WHAT YOU WILL DO: The answer is a number and only a number: how many lines of the data include the string "parsed"?

BEGIN

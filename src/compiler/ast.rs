use std::fmt;
use std::rc::Rc;

use crate::compiler::lexer::Span;

/// A complete program: a sequence of top-level statements.
#[derive(Debug, Clone, PartialEq)]
pub struct Program {
    pub statements: Vec<Statement>,
}

/// A block of statements.
#[derive(Debug, Clone, PartialEq)]
pub struct Block {
    pub statements: Vec<Statement>,
    pub span: Span,
}

/// A function definition (named or anonymous).
#[derive(Debug, Clone, PartialEq)]
pub struct FnDef {
    pub name: Option<String>,
    pub params: Vec<String>,
    /// Shared so that evaluating a lambda does not copy its body.
    pub body: Rc<Block>,
    pub span: Span,
}

/// Statements in the language.
#[derive(Debug, Clone, PartialEq)]
pub enum Statement {
    Let {
        name: String,
        init: Expr,
        span: Span,
    },
    /// `fun name(params) { ... }`
    FnDecl(FnDef),
    Assign {
        target: AssignTarget,
        value: Expr,
        span: Span,
    },
    If {
        condition: Expr,
        then_block: Block,
        else_block: Option<Block>,
        span: Span,
    },
    While {
        condition: Expr,
        body: Block,
        span: Span,
    },
    ForIn {
        var: String,
        iterable: Expr,
        body: Block,
        span: Span,
    },
    Return {
        value: Option<Expr>,
        span: Span,
    },
    Throw {
        value: Expr,
        span: Span,
    },
    Try {
        try_block: Block,
        catch_var: String,
        catch_block: Block,
        span: Span,
    },
    Expr {
        expr: Expr,
        span: Span,
    },
}

/// The left-hand side of an assignment.
#[derive(Debug, Clone, PartialEq)]
pub enum AssignTarget {
    Ident(String),
    Field { object: Expr, field: String },
    Index { object: Expr, index: Expr },
}

/// A property key in an object literal.
#[derive(Debug, Clone, PartialEq)]
pub enum PropertyKey {
    /// `name: value` or `"name": value`
    Named(String),
    /// `[expr]: value`
    Computed(Expr),
}

/// Expressions in the language.
#[derive(Debug, Clone, PartialEq)]
pub enum Expr {
    Int {
        value: i64,
        span: Span,
    },
    Float {
        value: f64,
        span: Span,
    },
    Bool {
        value: bool,
        span: Span,
    },
    Str {
        value: String,
        span: Span,
    },
    Nil {
        span: Span,
    },
    Ident {
        name: String,
        span: Span,
    },
    /// Plain array literal: `[1, 2, 3]`
    Array {
        elements: Vec<Expr>,
        span: Span,
    },
    /// Object literal: `{x: 1, "y": 2, [Symbol.sequenceLiteral]: f}`
    Object {
        properties: Vec<(PropertyKey, Expr)>,
        span: Span,
    },
    Index {
        object: Box<Expr>,
        index: Box<Expr>,
        span: Span,
    },
    Field {
        object: Box<Expr>,
        field: String,
        span: Span,
    },
    Unary {
        op: UnaryOp,
        operand: Box<Expr>,
        span: Span,
    },
    Binary {
        op: BinaryOp,
        left: Box<Expr>,
        right: Box<Expr>,
        span: Span,
    },
    Call {
        callee: Box<Expr>,
        args: Vec<Expr>,
        span: Span,
    },
    /// Lambda expression: `fun(x) { return x + 1; }`
    Lambda(FnDef),
    /// Extensible collection literal: `Ctor#[a, b]` or `Ctor#{k: v}`.
    /// Removed by the desugar phase.
    Literal(LiteralNode),
}

impl Expr {
    pub fn span(&self) -> Span {
        match self {
            Expr::Int { span, .. }
            | Expr::Float { span, .. }
            | Expr::Bool { span, .. }
            | Expr::Str { span, .. }
            | Expr::Nil { span }
            | Expr::Ident { span, .. }
            | Expr::Array { span, .. }
            | Expr::Object { span, .. }
            | Expr::Index { span, .. }
            | Expr::Field { span, .. }
            | Expr::Unary { span, .. }
            | Expr::Binary { span, .. }
            | Expr::Call { span, .. } => *span,
            Expr::Lambda(fn_def) => fn_def.span,
            Expr::Literal(node) => node.span,
        }
    }
}

/// Unary operators.
#[derive(Debug, Clone, Copy, PartialEq, Eq)]
pub enum UnaryOp {
    Neg,
    Not,
}

/// Binary operators.
#[derive(Debug, Clone, Copy, PartialEq, Eq)]
pub enum BinaryOp {
    Add,
    Sub,
    Mul,
    Div,
    Mod,
    Eq,
    Ne,
    Lt,
    Le,
    Gt,
    Ge,
    And,
    Or,
}

impl BinaryOp {
    pub fn symbol(self) -> &'static str {
        match self {
            BinaryOp::Add => "+",
            BinaryOp::Sub => "-",
            BinaryOp::Mul => "*",
            BinaryOp::Div => "/",
            BinaryOp::Mod => "%",
            BinaryOp::Eq => "==",
            BinaryOp::Ne => "!=",
            BinaryOp::Lt => "<",
            BinaryOp::Le => "<=",
            BinaryOp::Gt => ">",
            BinaryOp::Ge => ">=",
            BinaryOp::And => "&&",
            BinaryOp::Or => "||",
        }
    }
}

/// One `Ctor#[...]` or `Ctor#{...}` literal as parsed.
///
/// The body's element order is source order, which is also construction
/// order after desugaring.
#[derive(Debug, Clone, PartialEq)]
pub struct LiteralNode {
    /// Evaluated once, before any element.
    pub constructor: Box<Expr>,
    pub body: LiteralBody,
    /// Location of the marker token.
    pub span: Span,
}

impl LiteralNode {
    pub fn kind(&self) -> LiteralKind {
        match self.body {
            LiteralBody::Sequence(_) => LiteralKind::Sequence,
            LiteralBody::Mapping(_) => LiteralKind::Mapping,
        }
    }

    pub fn len(&self) -> usize {
        match &self.body {
            LiteralBody::Sequence(elements) => elements.len(),
            LiteralBody::Mapping(entries) => entries.len(),
        }
    }

    pub fn is_empty(&self) -> bool {
        self.len() == 0
    }
}

/// The elements of a literal; the variant is fixed by the opening bracket.
#[derive(Debug, Clone, PartialEq)]
pub enum LiteralBody {
    /// `#[e1, e2, ...]`
    Sequence(Vec<Expr>),
    /// `#{k1: v1, k2: v2, ...}`
    Mapping(Vec<Entry>),
}

/// A `key: value` entry of a mapping literal. Both sides are full expressions.
#[derive(Debug, Clone, PartialEq)]
pub struct Entry {
    pub key: Expr,
    pub value: Expr,
}

/// Which form a literal takes.
#[derive(Debug, Clone, Copy, PartialEq, Eq, Hash)]
pub enum LiteralKind {
    Sequence,
    Mapping,
}

impl LiteralKind {
    /// The protocol method a constructor must expose for this form.
    pub fn protocol(self) -> WellKnownSymbol {
        match self {
            LiteralKind::Sequence => WellKnownSymbol::SequenceLiteral,
            LiteralKind::Mapping => WellKnownSymbol::MappingLiteral,
        }
    }
}

/// Collision-free property keys reachable as `Symbol.<name>`.
#[derive(Debug, Clone, Copy, PartialEq, Eq, Hash)]
pub enum WellKnownSymbol {
    SequenceLiteral,
    MappingLiteral,
}

impl WellKnownSymbol {
    pub const ALL: [WellKnownSymbol; 2] = [
        WellKnownSymbol::SequenceLiteral,
        WellKnownSymbol::MappingLiteral,
    ];

    /// Property name on the global `Symbol` object.
    pub fn name(self) -> &'static str {
        match self {
            WellKnownSymbol::SequenceLiteral => "sequenceLiteral",
            WellKnownSymbol::MappingLiteral => "mappingLiteral",
        }
    }

    pub fn from_name(name: &str) -> Option<Self> {
        Self::ALL.into_iter().find(|sym| sym.name() == name)
    }
}

impl fmt::Display for WellKnownSymbol {
    fn fmt(&self, f: &mut fmt::Formatter<'_>) -> fmt::Result {
        write!(f, "Symbol.{}", self.name())
    }
}
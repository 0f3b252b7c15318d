pub mod ast;
pub mod desugar;
pub mod dump;
pub mod lexer;
pub mod parser;

pub use lexer::{LexError, Lexer, Span, Token, TokenKind};
pub use parser::{ParseError, Parser};

use std::path::Path;
use std::time::Instant;

use thiserror::Error;
use tracing::debug;

use crate::config::RuntimeConfig;
use crate::interp::{Interpreter, RuntimeError};
use ast::Program;

/// Errors from the front end.
#[derive(Debug, Clone, PartialEq, Error)]
pub enum CompileError {
    #[error(transparent)]
    Lex(#[from] LexError),
    #[error(transparent)]
    Parse(#[from] ParseError),
}

impl CompileError {
    pub fn span(&self) -> Span {
        match self {
            CompileError::Lex(err) => err.span(),
            CompileError::Parse(err) => err.span(),
        }
    }
}

/// Any failure of the full pipeline.
#[derive(Debug, Error)]
pub enum Error {
    #[error("failed to read {path}: {source}")]
    Io {
        path: String,
        #[source]
        source: std::io::Error,
    },
    #[error(transparent)]
    Compile(#[from] CompileError),
    #[error("runtime error: {0}")]
    Runtime(#[from] RuntimeError),
}

impl Error {
    fn span(&self) -> Option<Span> {
        match self {
            Error::Io { .. } => None,
            Error::Compile(err) => Some(err.span()),
            Error::Runtime(err) => Some(err.span()),
        }
    }

    /// Format for the terminal, pointing at the offending location.
    pub fn render(&self, filename: &str) -> String {
        match self.span() {
            Some(span) => format!(
                "error: {}\n  --> {}:{}:{}",
                self, filename, span.line, span.column
            ),
            None => format!("error: {}", self),
        }
    }
}

/// Lex and parse without desugaring. Literal nodes are still present.
pub fn parse_source(source: &str) -> Result<Program, CompileError> {
    let start = Instant::now();
    let tokens = lexer::tokenize(source)?;
    debug!(tokens = tokens.len(), elapsed = ?start.elapsed(), "lexed");

    let start = Instant::now();
    let program = parser::parse_tokens(tokens)?;
    debug!(statements = program.statements.len(), elapsed = ?start.elapsed(), "parsed");
    Ok(program)
}

/// Lex, parse and desugar. The result contains no literal nodes.
pub fn compile_source(source: &str) -> Result<Program, CompileError> {
    let program = parse_source(source)?;
    let start = Instant::now();
    let program = desugar::desugar_program(program);
    debug!(elapsed = ?start.elapsed(), "desugared");
    debug_assert!(!desugar::contains_literal(&program));
    Ok(program)
}

/// Desugar and print back as plain source.
pub fn desugar_source(source: &str) -> Result<String, CompileError> {
    let program = compile_source(source)?;
    Ok(dump::program_to_source(&program))
}

/// Compile and run the given source code.
pub fn run_source(source: &str, config: &RuntimeConfig) -> Result<(), Error> {
    let program = compile_source(source)?;
    let mut interp = Interpreter::with_config(config.clone());
    let start = Instant::now();
    interp.run(&program)?;
    debug!(elapsed = ?start.elapsed(), "executed");
    Ok(())
}

fn read_source(path: &Path) -> Result<String, Error> {
    std::fs::read_to_string(path).map_err(|source| Error::Io {
        path: path.display().to_string(),
        source,
    })
}

/// Compile and run a file.
pub fn run_file(path: &Path, config: &RuntimeConfig) -> Result<(), Error> {
    debug!(path = %path.display(), "running");
    let source = read_source(path)?;
    run_source(&source, config)
}

/// Lex and parse a file without desugaring or running it.
pub fn check_file(path: &Path) -> Result<(), Error> {
    let source = read_source(path)?;
    parse_source(&source)?;
    Ok(())
}

/// Desugar a file and return the printed result.
pub fn desugar_file(path: &Path) -> Result<String, Error> {
    let source = read_source(path)?;
    Ok(desugar_source(&source)?)
}

/// Tokenize a file.
pub fn tokenize_file(path: &Path) -> Result<Vec<Token>, Error> {
    let source = read_source(path)?;
    Ok(lexer::tokenize(&source).map_err(CompileError::from)?)
}

#[cfg(test)]
mod tests {
    use super::*;

    #[test]
    fn test_compile_removes_literals() {
        let program = compile_source("let m = Map#{1: Array#[2]};").unwrap();
        assert!(!desugar::contains_literal(&program));
    }

    #[test]
    fn test_detached_hash_is_a_comment() {
        let err = compile_source("let x = A# [1];").unwrap_err();
        // `A#` followed by a space is a comment; the statement is unterminated.
        assert!(matches!(err, CompileError::Parse(_)));

        let err = Error::from(compile_source("let x = A#(1);").unwrap_err());
        let rendered = err.render("main.hl");
        assert!(rendered.starts_with("error: "));
        assert!(rendered.contains("--> main.hl:1:"));
    }

    #[test]
    fn test_runtime_error_render() {
        let err = run_source("print(1 / 0);", &RuntimeConfig::default()).unwrap_err();
        assert_eq!(err.render("t.hl"), "error: runtime error: division by zero\n  --> t.hl:1:7");
    }
}
impl Producer {
    pub fn new(source: Value, span: Span) -> Self {
        Self {
            source,
            finished: false,
            pulled: 0,
            span,
        }
    }

    pub fn span(&self) -> Span {
        self.span
    }

    /// Number of values pulled so far.
    pub fn pulled(&self) -> usize {
        self.pulled
    }

    pub fn is_finished(&self) -> bool {
        self.finished
    }

    /// Pull the next value, evaluating it now.
    pub fn pull(&mut self, interp: &mut Interpreter) -> Result<Option<Value>, RuntimeError> {
        if self.finished {
            return Ok(None);
        }
        let step = interp.invoke_method(&self.source, &Value::str("next"), Vec::new(), self.span)?;
        let Value::Object(record) = &step else {
            self.finished = true;
            return Err(RuntimeError::MalformedProducer {
                message: format!("next() returned {}, expected {{done, value}}", step.type_name()),
                span: self.span,
            });
        };
        let record = record.borrow();
        if record.get_name("done").is_some_and(|done| done.is_truthy()) {
            trace!(pulled = self.pulled, "producer finished");
            self.finished = true;
            return Ok(None);
        }
        self.pulled += 1;
        Ok(Some(record.get_name("value").unwrap_or(Value::Nil)))
    }

    /// Iterate the remaining values. Stops after the first error.
    pub fn iter<'a>(&'a mut self, interp: &'a mut Interpreter) -> ProducerIter<'a> {
        ProducerIter {
            producer: self,
            interp,
        }
    }
}

pub struct ProducerIter<'a> {
    producer: &'a mut Producer,
    interp: &'a mut Interpreter,
}

impl Iterator for ProducerIter<'_> {
    type Item = Result<Value, RuntimeError>;

    fn next(&mut self) -> Option<Self::Item> {
        match self.producer.pull(self.interp) {
            Ok(value) => value.map(Ok),
            Err(err) => {
                self.producer.finished = true;
                Some(Err(err))
            }
        }
    }
}

/// Read one mapping entry: exactly a key then a value.
///
/// The entry producer is never asked for a third item.
pub fn pull_entry(
    interp: &mut Interpreter,
    entry: Value,
    span: Span,
) -> Result<(Value, Value), RuntimeError> {
    let mut pair = Producer::new(entry, span);
    let key = pair.pull(interp)?.ok_or_else(|| RuntimeError::MalformedProducer {
        message: "mapping entry produced no key".to_string(),
        span,
    })?;
    let value = pair.pull(interp)?.ok_or_else(|| RuntimeError::MalformedProducer {
        message: "mapping entry produced no value".to_string(),
        span,
    })?;
    Ok((key, value))
}

/// `Array#[...]`
pub struct ArrayConstructor;

impl LiteralProtocol for ArrayConstructor {
    fn name(&self) -> &str {
        "Array"
    }

    fn supports(&self, protocol: WellKnownSymbol) -> bool {
        protocol == WellKnownSymbol::SequenceLiteral
    }

    fn sequence_literal(
        &self,
        interp: &mut Interpreter,
        items: &mut Producer,
    ) -> Result<Value, RuntimeError> {
        let items = items.iter(interp).collect::<Result<Vec<_>, _>>()?;
        Ok(Value::array(items))
    }
}

/// `Set#[...]`: duplicates after the first occurrence are dropped.
pub struct SetConstructor;

impl LiteralProtocol for SetConstructor {
    fn name(&self) -> &str {
        "Set"
    }

    fn supports(&self, protocol: WellKnownSymbol) -> bool {
        protocol == WellKnownSymbol::SequenceLiteral
    }

    fn sequence_literal(
        &self,
        interp: &mut Interpreter,
        items: &mut Producer,
    ) -> Result<Value, RuntimeError> {
        let mut set: Vec<Value> = Vec::new();
        for item in items.iter(interp) {
            let item = item?;
            if !set.iter().any(|existing| existing.equals(&item)) {
                set.push(item);
            }
        }
        Ok(Value::Set(Rc::new(RefCell::new(set))))
    }
}

/// `Map#{k: v, ...}`
pub struct MapConstructor;

impl LiteralProtocol for MapConstructor {
    fn name(&self) -> &str {
        "Map"
    }

    fn supports(&self, protocol: WellKnownSymbol) -> bool {
        protocol == WellKnownSymbol::MappingLiteral
    }

    fn mapping_literal(
        &self,
        interp: &mut Interpreter,
        entries: &mut Producer,
    ) -> Result<Value, RuntimeError> {
        let span = entries.span();
        let mut map = OrderedMap::new();
        while let Some(entry) = entries.pull(interp)? {
            let (key, value) = pull_entry(interp, entry, span)?;
            map.insert(key, value);
        }
        Ok(Value::Map(Rc::new(RefCell::new(map))))
    }
}

/// `Object#{name: v, ...}`: keys must be strings or symbols.
pub struct ObjectConstructor;

impl LiteralProtocol for ObjectConstructor {
    fn name(&self) -> &str {
        "Object"
    }

    fn supports(&self, protocol: WellKnownSymbol) -> bool {
        protocol == WellKnownSymbol::MappingLiteral
    }

    fn mapping_literal(
        &self,
        interp: &mut Interpreter,
        entries: &mut Producer,
    ) -> Result<Value, RuntimeError> {
        let span = entries.span();
        let mut object = Object::new();
        while let Some(entry) = entries.pull(interp)? {
            let (key, value) = pull_entry(interp, entry, span)?;
            let key = Key::from_value(&key).ok_or_else(|| RuntimeError::TypeMismatch {
                message: format!("object keys must be strings or symbols, got {}", key.type_name()),
                span,
            })?;
            object.set(key, value);
        }
        Ok(Value::object(object))
    }
}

END

EXERCISE SOLUTION: 2